Monday, 05/30/2022 2:51:34 PM

Monday, May 30, 2022 2:51:34 PM

Post# of 47141
Hi O.J. and Welcome. Re: Questions.............................

1) My EPD position started with about 20% held in reserve as cash and 80% invested. I will also been keeping the maximum cash build-up to around 20% overall as prices increase and AIM continues to sell. Since I bought EPD for income, I don't want to sell too much of it and move to a lower yield in cash.

2) I'm currently using 10% of Portfolio Control as the minimum trade size. That way I'm getting a nice LIFO gain from a Buy to a Sell and that helps compensate for the loss of income from shares.

3) I'm using 10% Buy SAFE and zero Sell SAFE for my position and have from the start. I also add 5% to the Buy SAFE with each sequential buy. If the buying is interrupted with a Sell, then I take the Buy SAFE back down.

If you started at 10% buy SAFE and had three sequential buys afterward you'd be up to 25% Buy SAFE. That helps to keep that 20% maximum cash level from being used up too soon and with not enough discount. This isn't necessary if you are going to let the Cash Reserve rise as high as it might during a long bullish run.

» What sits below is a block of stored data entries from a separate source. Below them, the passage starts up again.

//! Arithmetic table constructions: cyclic groups and affine quasigroups.

use rand::Rng;
use rand::seq::SliceRandom;

use crate::symbols::SymbolSet;
use crate::{CayleyTable, Error, Result};

/// Greatest common divisor by Euclid's algorithm.
pub fn gcd(mut a: usize, mut b: usize) -> usize {
    while b != 0 {
        a %= b;
        std::mem::swap(&mut a, &mut b);
    }
    a
}

/// The cyclic group of order `n`: `x * y = (x + y) mod n`.
///
/// # Panics
/// Panics if `n == 0`.
pub fn cyclic(n: usize) -> CayleyTable {
    CayleyTable::new_cyclic(n)
}

/// Coefficients of `x * y = (alpha * x + beta * f(y) + constant) mod n`.
#[derive(Debug, Clone, Copy, PartialEq, Eq)]
pub struct AffineParams {
    pub alpha: usize,
    pub beta: usize,
    pub constant: usize,
}

impl Default for AffineParams {
    fn default() -> Self {
        Self {
            alpha: 1,
            beta: 1,
            constant: 0,
        }
    }
}

impl AffineParams {
    /// Checks that `alpha` and `beta` are units modulo `n` and that the
    /// constant is a residue.
    pub fn validate(&self, n: usize) -> Result<()> {
        for (name, value) in [("alpha", self.alpha), ("beta", self.beta)] {
            if gcd(value, n) != 1 {
                return Err(Error::NotCoprime {
                    name,
                    value,
                    order: n,
                });
            }
        }
        if self.constant >= n {
            return Err(Error::ConstantOutOfRange {
                value: self.constant,
                order: n,
            });
        }
        Ok(())
    }
}

/// An affine quasigroup together with the permutation `f` it was built from.
#[derive(Debug, Clone, PartialEq, Eq)]
pub struct AffineQuasigroup {
    pub table: CayleyTable,
    pub permutation: Vec<usize>,
}

/// A uniformly random permutation of `0..n`.
pub fn random_permutation<R: Rng + ?Sized>(n: usize, rng: &mut R) -> Vec<usize> {
    let mut permutation: Vec<usize> = (0..n).collect();
    permutation.shuffle(rng);
    permutation
}

/// Builds an affine quasigroup of order `n` with a random permutation `f`.
pub fn affine<R: Rng + ?Sized>(
    n: usize,
    params: AffineParams,
    rng: &mut R,
) -> Result<AffineQuasigroup> {
    params.validate(n)?;
    let permutation = random_permutation(n, rng);
    affine_with_permutation(n, params, permutation)
}

/// Builds an affine quasigroup of order `n` from an explicit permutation.
pub fn affine_with_permutation(
    n: usize,
    params: AffineParams,
    permutation: Vec<usize>,
) -> Result<AffineQuasigroup> {
    params.validate(n)?;
    let mut seen = SymbolSet::empty(n);
    if permutation.len() != n || !permutation.iter().all(|&v| v < n && seen.insert(v)) {
        return Err(Error::InvalidPermutation {
            len: permutation.len(),
            order: n,
        });
    }

    let (alpha, beta, constant) = (params.alpha % n, params.beta % n, params.constant);
    let cells = (0..n)
        .flat_map(|x| {
            let permutation = &permutation;
            (0..n).map(move |y| (alpha * x + beta * permutation[y] + constant) % n)
        })
        .collect();
    Ok(AffineQuasigroup {
        table: CayleyTable::from_cells(n, cells),
        permutation,
    })
}

#[cfg(test)]
mod tests {
    use super::*;
    use rand::SeedableRng;
    use rand_chacha::ChaCha20Rng;

    #[test]
    fn gcd_basics() {
        assert_eq!(gcd(12, 18), 6);
        assert_eq!(gcd(7, 5), 1);
        assert_eq!(gcd(0, 9), 9);
        assert_eq!(gcd(9, 0), 9);
    }

    #[test]
    fn affine_tables_are_latin() {
        let mut rng = ChaCha20Rng::seed_from_u64(5);
        for (n, alpha, beta, constant) in [
            (1, 1, 1, 0),
            (2, 1, 1, 1),
            (5, 3, 2, 4),
            (8, 3, 5, 7),
            (10, 3, 7, 4),
            (11, 6, 10, 9),
        ] {
            let params = AffineParams {
                alpha,
                beta,
                constant,
            };
            let q = affine(n, params, &mut rng).unwrap();
            assert!(q.table.is_latin(), "order {}", n);
        }
    }

    #[test]
    fn affine_with_identity_permutation_matches_formula() {
        let params = AffineParams {
            alpha: 2,
            beta: 1,
            constant: 3,
        };
        let q = affine_with_permutation(5, params, (0..5).collect()).unwrap();
        for x in 0..5 {
            for y in 0..5 {
                assert_eq!(q.table.get(x, y), (2 * x + y + 3) % 5);
            }
        }
        assert!(q.table.is_latin());
    }

    #[test]
    fn affine_rejects_non_unit_coefficients() {
        let mut rng = ChaCha20Rng::seed_from_u64(0);
        let err = affine(
            6,
            AffineParams {
                alpha: 2,
                ..Default::default()
            },
            &mut rng,
        )
        .unwrap_err();
        assert!(matches!(
            err,
            Error::NotCoprime {
                name: "alpha",
                value: 2,
                order: 6
            }
        ));

        let err = affine(
            6,
            AffineParams {
                beta: 3,
                ..Default::default()
            },
            &mut rng,
        )
        .unwrap_err();
        assert!(matches!(err, Error::NotCoprime { name: "beta", .. }));
    }

    #[test]
    fn affine_rejects_large_constant() {
        let params = AffineParams {
            constant: 5,
            ..Default::default()
        };
        assert!(matches!(
            params.validate(5),
            Err(Error::ConstantOutOfRange { value: 5, order: 5 })
        ));
    }

    #[test]
    fn affine_rejects_bad_permutation() {
        let params = AffineParams::default();
        for permutation in [vec![0, 1, 1], vec![0, 1], vec![0, 1, 3]] {
            assert!(matches!(
                affine_with_permutation(3, params, permutation),
                Err(Error::InvalidPermutation { order: 3, .. })
            ));
        }
    }

    #[test]
    fn random_permutation_is_permutation() {
        let mut rng = ChaCha20Rng::seed_from_u64(11);
        let mut p = random_permutation(16, &mut rng);
        p.sort_unstable();
        assert_eq!(p, (0..16).collect::<Vec<_>>());
    }
}
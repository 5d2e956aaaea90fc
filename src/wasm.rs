use rand::SeedableRng;
use rand_chacha::ChaCha20Rng;
use wasm_bindgen::prelude::*;

use crate::{CayleyTable, Generator, GeneratorParams, Quasigroup, generate};

/// Convert a CayleyTable to a JsValue (2D array of numbers).
fn table_to_js(table: &CayleyTable) -> Result<JsValue, JsError> {
    let rows: Vec<Vec<usize>> = table.rows().map(<[usize]>::to_vec).collect();
    serde_wasm_bindgen::to_value(&rows).map_err(|e| JsError::new(&e.to_string()))
}

/// Generate a Latin square of order n with the given seed.
/// Returns a 2D array directly usable in JavaScript.
#[wasm_bindgen]
pub fn generate_table(n: usize, seed: u64) -> Result<JsValue, JsError> {
    if n < 1 {
        return Err(JsError::new("n must be at least 1"));
    }
    let mut rng = ChaCha20Rng::seed_from_u64(seed);
    let table = generate(n, &mut rng, &GeneratorParams::default());

    table_to_js(&table)
}

/// Detection results for a table passed in from JavaScript.
#[wasm_bindgen]
pub struct Analysis {
    pub latin: bool,
    pub proper: bool,
    #[wasm_bindgen(js_name = nonTrivial)]
    pub non_trivial: bool,
}

/// Analyze a 2D array as a Cayley table.
#[wasm_bindgen]
pub fn analyze(rows: JsValue) -> Result<Analysis, JsError> {
    let rows: Vec<Vec<usize>> =
        serde_wasm_bindgen::from_value(rows).map_err(|e| JsError::new(&e.to_string()))?;
    let table = CayleyTable::from_rows(&rows).map_err(|e| JsError::new(&e.to_string()))?;
    let latin = table.is_latin();
    let report = Quasigroup::new(table).report();

    Ok(Analysis {
        latin,
        proper: report.proper,
        non_trivial: report.non_trivial,
    })
}

/// A stateful generator that produces random Latin squares of one order.
#[wasm_bindgen]
pub struct WasmGenerator {
    generator: Generator<ChaCha20Rng>,
}

#[wasm_bindgen]
impl WasmGenerator {
    /// Create a new generator for tables of order `n`.
    ///
    /// The `seed` determines the random sequence.
    #[wasm_bindgen(constructor)]
    pub fn new(n: usize, seed: u64) -> Result<WasmGenerator, JsError> {
        if n < 1 {
            return Err(JsError::new("n must be at least 1"));
        }
        let rng = ChaCha20Rng::seed_from_u64(seed);
        let generator = Generator::new(n, rng, GeneratorParams::default());
        Ok(WasmGenerator { generator })
    }

    /// Get the next table as a 2D array.
    pub fn next(&mut self) -> Result<JsValue, JsError> {
        let table = self
            .generator
            .next()
            .ok_or_else(|| JsError::new("generator exhausted"))?;
        table_to_js(&table)
    }
}
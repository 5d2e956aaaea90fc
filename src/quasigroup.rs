use crate::subquasigroup::{SubquasigroupDetector, SubquasigroupKind, SubquasigroupReport};
use crate::{CayleyTable, Error, Result};

/// A finite quasigroup given by its Cayley table.
///
/// The table is taken as is: no Latin check happens here. Use
/// [`CayleyTable::is_latin`] first when the table comes from outside.
#[derive(Debug, Clone, PartialEq, Eq)]
pub struct Quasigroup {
    table: CayleyTable,
}

impl Quasigroup {
    pub fn new(table: CayleyTable) -> Self {
        Self { table }
    }

    /// Number of elements.
    pub fn order(&self) -> usize {
        self.table.n()
    }

    pub fn table(&self) -> &CayleyTable {
        &self.table
    }

    /// Returns `a * b`.
    ///
    /// Fails with [`Error::OutOfRange`] when either operand is not below the
    /// order.
    pub fn apply(&self, a: usize, b: usize) -> Result<usize> {
        let order = self.order();
        if a >= order || b >= order {
            return Err(Error::OutOfRange { a, b, order });
        }
        Ok(self.product(a, b))
    }

    /// Unchecked product for operands the caller already knows are in range.
    #[inline]
    pub(crate) fn product(&self, a: usize, b: usize) -> usize {
        self.table.cells()[a * self.order() + b]
    }

    /// Returns true if a closed subset of the given kind exists.
    pub fn has_subquasigroups(&self, kind: SubquasigroupKind) -> bool {
        SubquasigroupDetector::new(self).has_subquasigroups(kind)
    }

    /// Runs both detections.
    pub fn report(&self) -> SubquasigroupReport {
        SubquasigroupDetector::new(self).report()
    }
}

impl From<CayleyTable> for Quasigroup {
    fn from(table: CayleyTable) -> Self {
        Self::new(table)
    }
}
#![doc = include_str!("../README.md")]

mod error;
mod generator;
pub mod io;
mod quasigroup;
mod replacement_graph;
pub mod simple;
mod square;
mod subquasigroup;
mod symbols;
#[cfg(feature = "wasm")]
mod wasm;

pub use error::{Error, Result};
pub use generator::{Generator, GeneratorParams, generate};
pub use quasigroup::Quasigroup;
pub use square::{CayleyTable, is_latin_square};
pub use subquasigroup::{SubquasigroupDetector, SubquasigroupKind, SubquasigroupReport};
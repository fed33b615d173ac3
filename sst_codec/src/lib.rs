#![cfg_attr(docsrs, feature(doc_cfg))]

//! Wire codec for SSTable component files
//! SSTable 组件文件的二进制编解码

mod disk;
mod error;
mod frame;
mod int;
mod record;
mod stream;

pub use disk::{DiskArray, DiskHash, DiskString};
pub use error::{Error, Result};
pub use frame::{Decode, Elem, Encode, check_buf_size};
pub use int::{Int, Len};
pub use stream::{Sink, Src};
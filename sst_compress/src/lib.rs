#![cfg_attr(docsrs, feature(doc_cfg))]

//! Compression metadata and chunked decompressing reads
//! 压缩元数据与分块解压读取

mod info;
mod reader;

pub use info::{Compression, Opt};
pub use reader::CompressedReader;
use thiserror::Error;

#[derive(Error, Debug)]
pub enum Error {
  #[error("unknown compressor: {0}")]
  UnknownCodec(Box<str>),

  #[error("chunk length must be positive")]
  ZeroChunkLen,
}

pub type Result<T> = std::result::Result<T, Error>;

/// Chunk compression codec
/// 分块压缩算法
#[derive(Clone, Copy, Debug, PartialEq, Eq)]
pub enum Codec {
  Lz4,
}

impl Codec {
  /// Resolve from the compressor class name stored in the metadata,
  /// with or without its package prefix
  /// 从元数据中的压缩器类名解析，可带包名前缀
  pub fn from_name(name: &[u8]) -> Result<Self> {
    let Ok(name) = std::str::from_utf8(name) else {
      return Err(Error::UnknownCodec(String::from_utf8_lossy(name).into()));
    };
    let class = name.rsplit('.').next().unwrap_or(name);
    match class {
      "LZ4Compressor" => Ok(Self::Lz4),
      _ => Err(Error::UnknownCodec(name.into())),
    }
  }
}
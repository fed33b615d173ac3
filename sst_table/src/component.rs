//! Component kinds, versions and formats with their filename pieces
//! 组件种类、版本与格式及其文件名要素

use crate::{Error, Result};

/// The sibling files jointly comprising one SSTable
/// 共同组成一个 SSTable 的兄弟文件
#[derive(Debug, Clone, Copy, PartialEq, Eq, Hash)]
pub enum Component {
  Index,
  CompressionInfo,
  Data,
  Toc,
  Summary,
  Digest,
  Crc,
  Filter,
  Statistics,
}

impl Component {
  pub const ALL: [Self; 9] = [
    Self::Index,
    Self::CompressionInfo,
    Self::Data,
    Self::Toc,
    Self::Summary,
    Self::Digest,
    Self::Crc,
    Self::Filter,
    Self::Statistics,
  ];

  /// Fixed filename suffix
  /// 固定文件名后缀
  pub const fn suffix(self) -> &'static str {
    match self {
      Self::Index => "Index.db",
      Self::CompressionInfo => "CompressionInfo.db",
      Self::Data => "Data.db",
      Self::Toc => "TOC.txt",
      Self::Summary => "Summary.db",
      Self::Digest => "Digest.sha1",
      Self::Crc => "CRC.db",
      Self::Filter => "Filter.db",
      Self::Statistics => "Statistics.db",
    }
  }

  /// Reverse of [`suffix`](Self::suffix)
  /// [`suffix`](Self::suffix) 的反查
  pub fn from_suffix(s: &str) -> Result<Self> {
    Self::ALL
      .into_iter()
      .find(|c| c.suffix() == s)
      .ok_or_else(|| Error::ReverseMap(s.into()))
  }
}

/// On-disk format version
/// 盘上格式版本
#[derive(Debug, Clone, Copy, Default, PartialEq, Eq, Hash)]
pub enum Version {
  #[default]
  La,
}

impl Version {
  pub const fn as_str(self) -> &'static str {
    match self {
      Self::La => "la",
    }
  }

  pub fn from_name(s: &str) -> Result<Self> {
    match s {
      "la" => Ok(Self::La),
      _ => Err(Error::ReverseMap(s.into())),
    }
  }
}

/// SSTable family
/// SSTable 家族
#[derive(Debug, Clone, Copy, Default, PartialEq, Eq, Hash)]
pub enum Format {
  #[default]
  Big,
}

impl Format {
  pub const fn as_str(self) -> &'static str {
    match self {
      Self::Big => "big",
    }
  }

  pub fn from_name(s: &str) -> Result<Self> {
    match s {
      "big" => Ok(Self::Big),
      _ => Err(Error::ReverseMap(s.into())),
    }
  }
}
//! Statistics component: tagged metadata payloads at recorded offsets
//! 统计组件：按记录偏移存放的带标签元数据载荷

use std::collections::HashMap;

use sst_codec::{Decode, DiskHash, Result, Src};

use crate::types::{CompactionMetadata, StatsMetadata, ValidationMetadata};

/// Statistics payload tags as stored on disk
/// 盘上存储的统计载荷标签
#[derive(Debug, Clone, Copy, PartialEq, Eq, Hash)]
#[repr(u32)]
pub enum MetadataType {
  Validation = 0,
  Compaction = 1,
  Stats = 2,
}

impl MetadataType {
  #[inline]
  pub fn from_tag(tag: u32) -> Option<Self> {
    match tag {
      0 => Some(Self::Validation),
      1 => Some(Self::Compaction),
      2 => Some(Self::Stats),
      _ => None,
    }
  }
}

/// One parsed statistics payload
/// 单个已解析的统计载荷
#[derive(Debug, Clone, PartialEq)]
pub enum Metadata {
  Validation(ValidationMetadata),
  Compaction(CompactionMetadata),
  Stats(StatsMetadata),
}

/// Offsets map plus the payloads parsed through it. The offsets stay keyed
/// by the raw tag: the tag domain on disk is open, and unknown tags must
/// survive parsing to be reported.
/// 偏移表与据此解析出的载荷。偏移表以原始标签为键：
/// 盘上标签域是开放的，未知标签需要留存以便告警。
#[derive(Debug, Clone, Default, PartialEq)]
pub struct Statistics {
  pub hash: DiskHash<u32, u32, u32>,
  pub contents: HashMap<MetadataType, Metadata>,
}

impl Decode for Statistics {
  async fn decode<R: Src>(r: &mut R) -> Result<Self> {
    let hash = DiskHash::<u32, u32, u32>::decode(r).await?;
    let mut contents = HashMap::with_capacity(hash.map.len());
    for (&tag, &offset) in &hash.map {
      r.seek(offset as u64);
      match MetadataType::from_tag(tag) {
        Some(MetadataType::Validation) => {
          let m = ValidationMetadata::decode(r).await?;
          contents.insert(MetadataType::Validation, Metadata::Validation(m));
        }
        Some(MetadataType::Compaction) => {
          let m = CompactionMetadata::decode(r).await?;
          contents.insert(MetadataType::Compaction, Metadata::Compaction(m));
        }
        Some(MetadataType::Stats) => {
          let m = StatsMetadata::decode(r).await?;
          contents.insert(MetadataType::Stats, Metadata::Stats(m));
        }
        None => log::warn!("invalid metadata type in statistics file: {tag}"),
      }
    }
    Ok(Self { hash, contents })
  }
}
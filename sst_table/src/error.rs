//! Error types for sst_table
//! sst_table 错误类型

use std::path::PathBuf;

use thiserror::Error;

#[derive(Error, Debug)]
pub enum Error {
  #[error("{0}: file not found")]
  FileNotFound(PathBuf),

  #[error("{path}: TOC too big: {size} bytes")]
  TocTooLarge { path: PathBuf, size: usize },

  #[error("{0}: empty TOC")]
  EmptyToc(PathBuf),

  #[error("{path}: unrecognized TOC component: {name}")]
  UnknownComponent { path: PathBuf, name: Box<str> },

  #[error("invalid summary index: {0}")]
  InvalidSummaryIndex(usize),

  #[error("unable to reverse map: {0}")]
  ReverseMap(Box<str>),

  #[error("sstable not loaded")]
  NotLoaded,

  #[error("codec: {0}")]
  Codec(#[from] sst_codec::Error),

  #[error("compress: {0}")]
  Compress(#[from] sst_compress::Error),

  #[error("io: {0}")]
  Io(#[from] std::io::Error),
}

pub type Result<T> = std::result::Result<T, Error>;
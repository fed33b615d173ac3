/// Default stream buffer size
/// 默认流缓冲大小
pub const BUF_SIZE: usize = 8192;

/// Buffer size for the small metadata components
/// 小型元数据组件的缓冲大小
pub const META_BUF_SIZE: usize = 4096;
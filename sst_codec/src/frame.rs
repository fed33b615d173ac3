//! Type-driven framing: one parse and one write implementation per shape
//! 类型驱动编解码：每种形状只有一份读写实现

use crate::{Error, Int, Result, Sink, Src};

/// Anything shorter than the size we asked for is corruption
/// 读到的长度短于请求即为损坏
#[inline]
pub fn check_buf_size(buf: &[u8], expected: usize) -> Result<()> {
  if buf.len() < expected {
    return Err(Error::BufUndersized {
      expected,
      got: buf.len(),
    });
  }
  Ok(())
}

/// Decode a record from a random-access source
/// 从随机访问源解码记录
pub trait Decode: Sized {
  async fn decode<R: Src>(r: &mut R) -> Result<Self>;
}

/// Encode a record to a buffered sink, symmetric with [`Decode`]
/// 将记录写出到缓冲汇，与 [`Decode`] 对称
pub trait Encode {
  async fn encode<W: Sink>(&self, w: &mut W) -> Result<()>;
}

/// Array element framing; integers override both paths with a packed run
/// 数组元素编解码；整数以打包方式覆盖两条路径
pub trait Elem: Decode + Encode {
  async fn decode_seq<R: Src>(r: &mut R, n: usize) -> Result<Vec<Self>> {
    let mut li = Vec::with_capacity(n);
    for _ in 0..n {
      li.push(Self::decode(r).await?);
    }
    Ok(li)
  }

  async fn encode_seq<W: Sink>(li: &[Self], w: &mut W) -> Result<()> {
    for el in li {
      el.encode(w).await?;
    }
    Ok(())
  }
}

macro_rules! int_frame {
  ($($t:ty),+) => {
    $(
      impl Decode for $t {
        async fn decode<R: Src>(r: &mut R) -> Result<Self> {
          let buf = r.read_exactly(size_of::<$t>()).await?;
          check_buf_size(&buf, size_of::<$t>())?;
          Ok(<$t as Int>::from_be_buf(&buf))
        }
      }

      impl Encode for $t {
        async fn encode<W: Sink>(&self, w: &mut W) -> Result<()> {
          Ok(w.write_all(&self.to_be_bytes()).await?)
        }
      }

      impl Elem for $t {
        /// The whole run is contiguous big-endian
        /// 整段连续大端存储
        async fn decode_seq<R: Src>(r: &mut R, n: usize) -> Result<Vec<Self>> {
          let size = n * size_of::<$t>();
          let buf = r.read_exactly(size).await?;
          check_buf_size(&buf, size)?;
          Ok(
            buf
              .chunks_exact(size_of::<$t>())
              .map(<$t as Int>::from_be_buf)
              .collect(),
          )
        }

        async fn encode_seq<W: Sink>(li: &[Self], w: &mut W) -> Result<()> {
          let mut out = Vec::with_capacity(li.len() * size_of::<$t>());
          for el in li {
            el.put_be(&mut out);
          }
          Ok(w.write_all(&out).await?)
        }
      }
    )+
  };
}

int_frame!(u8, u16, u32, u64);

impl Decode for f64 {
  /// Endianness applies to the integer image of the bits
  /// 端序作用于比特的整数表示
  async fn decode<R: Src>(r: &mut R) -> Result<Self> {
    let buf = r.read_exactly(8).await?;
    check_buf_size(&buf, 8)?;
    Ok(f64::from_bits(<u64 as Int>::from_be_buf(&buf)))
  }
}

impl Encode for f64 {
  async fn encode<W: Sink>(&self, w: &mut W) -> Result<()> {
    Ok(w.write_all(&self.to_bits().to_be_bytes()).await?)
  }
}

impl Decode for bool {
  async fn decode<R: Src>(r: &mut R) -> Result<Self> {
    Ok(u8::decode(r).await? != 0)
  }
}

impl Encode for bool {
  async fn encode<W: Sink>(&self, w: &mut W) -> Result<()> {
    u8::from(*self).encode(w).await
  }
}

4) As much as I love EPD personally, you would probably like having a more diversified income portfolio than just it. A good REIT could be a second position and a Corporate Convertible Bond Fund could be another. Each would follow a slightly different part of the interest rate cycle as well as the economic cycle. So you get some buffering that way, too.

Hope this helps,
OAG Tom

Buy from the Scared; Sell to the Greedy.....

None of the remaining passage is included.